> [Work request]: Look in the material below for the line with "use super::Opcode;" and the line with "i64, code_units: usize", then set down exactly those two lines and all lines between, nothing more.

> [Supplied information]:

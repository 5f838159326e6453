use super::builder::Label;
use super::Opcode;
use std::fmt;

#[derive(Debug)]
pub enum Error {
    /// Instruction index is past the end of the method
    ///
    /// `len` is the number of instructions, so the end-of-method index `len` is only accepted by
    /// operations that can target the end of the method (insertion, labels, debug items).
    IndexOutOfBounds { index: usize, len: usize },

    /// Code address is negative or past the end of the method
    AddressOutOfBounds { address: i64, code_units: usize },

    /// Label was not issued by this method
    UnknownLabel(Label),

    /// Instruction operands don't fit its format (or its opcode doesn't match its format)
    InvalidInstruction {
        opcode: Opcode,
        reason: &'static str,
    },

    /// Switch at this index targets the end of the method instead of a payload
    SwitchTargetsEndOfMethod { index: usize },

    /// Switch at this index targets something other than a payload
    SwitchWithoutPayload { index: usize },

    /// Switch at this index targets a payload of the wrong kind
    MismatchedPayload {
        index: usize,
        expected: Opcode,
        found: Opcode,
    },

    /// More than one switch refers to the payload at this index
    AmbiguousPayload { payload_index: usize },

    /// Label is referenced but was never given a location
    UnplacedLabel(Label),

    /// Resolved branch offset doesn't fit the instruction's format (only `goto` is widened)
    BranchOffsetOverflow {
        index: usize,
        opcode: Opcode,
        offset: i64,
    },

    /// Code unit does not start a known instruction
    UnknownOpcode { address: usize, value: u16 },

    /// Instruction at this address runs past the end of the code
    TruncatedInstruction { address: usize },

    IoError(std::io::Error),

    /// Sequential builder finished with labels that were never placed
    MethodNotFinished { unplaced_labels: Vec<String> },

    /// Named label was placed twice
    DuplicateLabel(String),
}

impl fmt::Display for Error {
    fn fmt(&self, f: &mut fmt::Formatter<'_>) -> fmt::Result {
        match self {
            Error::IndexOutOfBounds { index, len } => {
                write!(f, "index {} out of bounds (method has {} instructions)", index, len)
            }
            Error::AddressOutOfBounds {
                address,
                code_units,
            } => write!(
                f,
                "address {} out of bounds (method has {} code units)",
                address, code_units
            ),
            Error::UnknownLabel(label) => write!(f, "unknown label {:?}", label),
            Error::InvalidInstruction { opcode, reason } => {
                write!(f, "invalid {} instruction: {}", opcode, reason)
            }
            Error::SwitchTargetsEndOfMethod { index } => write!(
                f,
                "switch instruction at index {} targets the end of the method",
                index
            ),
            Error::SwitchWithoutPayload { index } => write!(
                f,
                "switch instruction at index {} does not refer to a payload",
                index
            ),
            Error::MismatchedPayload {
                index,
                expected,
                found,
            } => write!(
                f,
                "switch instruction at index {} expects a {} but refers to a {}",
                index, expected, found
            ),
            Error::AmbiguousPayload { payload_index } => write!(
                f,
                "payload at index {} is referenced by more than one switch",
                payload_index
            ),
            Error::UnplacedLabel(label) => write!(f, "label {:?} was never placed", label),
            Error::BranchOffsetOverflow {
                index,
                opcode,
                offset,
            } => write!(
                f,
                "offset {} of {} at index {} does not fit its format",
                offset, opcode, index
            ),
            Error::UnknownOpcode { address, value } => {
                write!(f, "unknown opcode {:#06x} at address {}", value, address)
            }
            Error::TruncatedInstruction { address } => {
                write!(f, "truncated instruction at address {}", address)
            }
            Error::IoError(err) => write!(f, "I/O error: {}", err),
            Error::MethodNotFinished { unplaced_labels } => write!(
                f,
                "method has unplaced labels: {}",
                unplaced_labels.join(", ")
            ),
            Error::DuplicateLabel(name) => write!(f, "label {:?} placed twice", name),
        }
    }
}

impl std::error::Error for Error {
    fn source(&self) -> Option<&(dyn std::error::Error + 'static)> {
        match self {
            Error::IoError(err) => Some(err),
            _ => None,
        }
    }
}

impl From<std::io::Error> for Error {
    fn from(err: std::io::Error) -> Error {
        Error::IoError(err)
    }
}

> [Response box]:
use super::Opcode;
use std::fmt;

#[derive(Debug)]
pub enum Error {
    /// Instruction index is past the end of the method
    ///
    /// `len` is the number of instructions, so the end-of-method index `len` is only accepted by
    /// operations that can target the end of the method (insertion, labels, debug items).
    IndexOutOfBounds { index: usize, len: usize },

    /// Code address is negative or past the end of the method
    AddressOutOfBounds { address: i64, code_units: usize },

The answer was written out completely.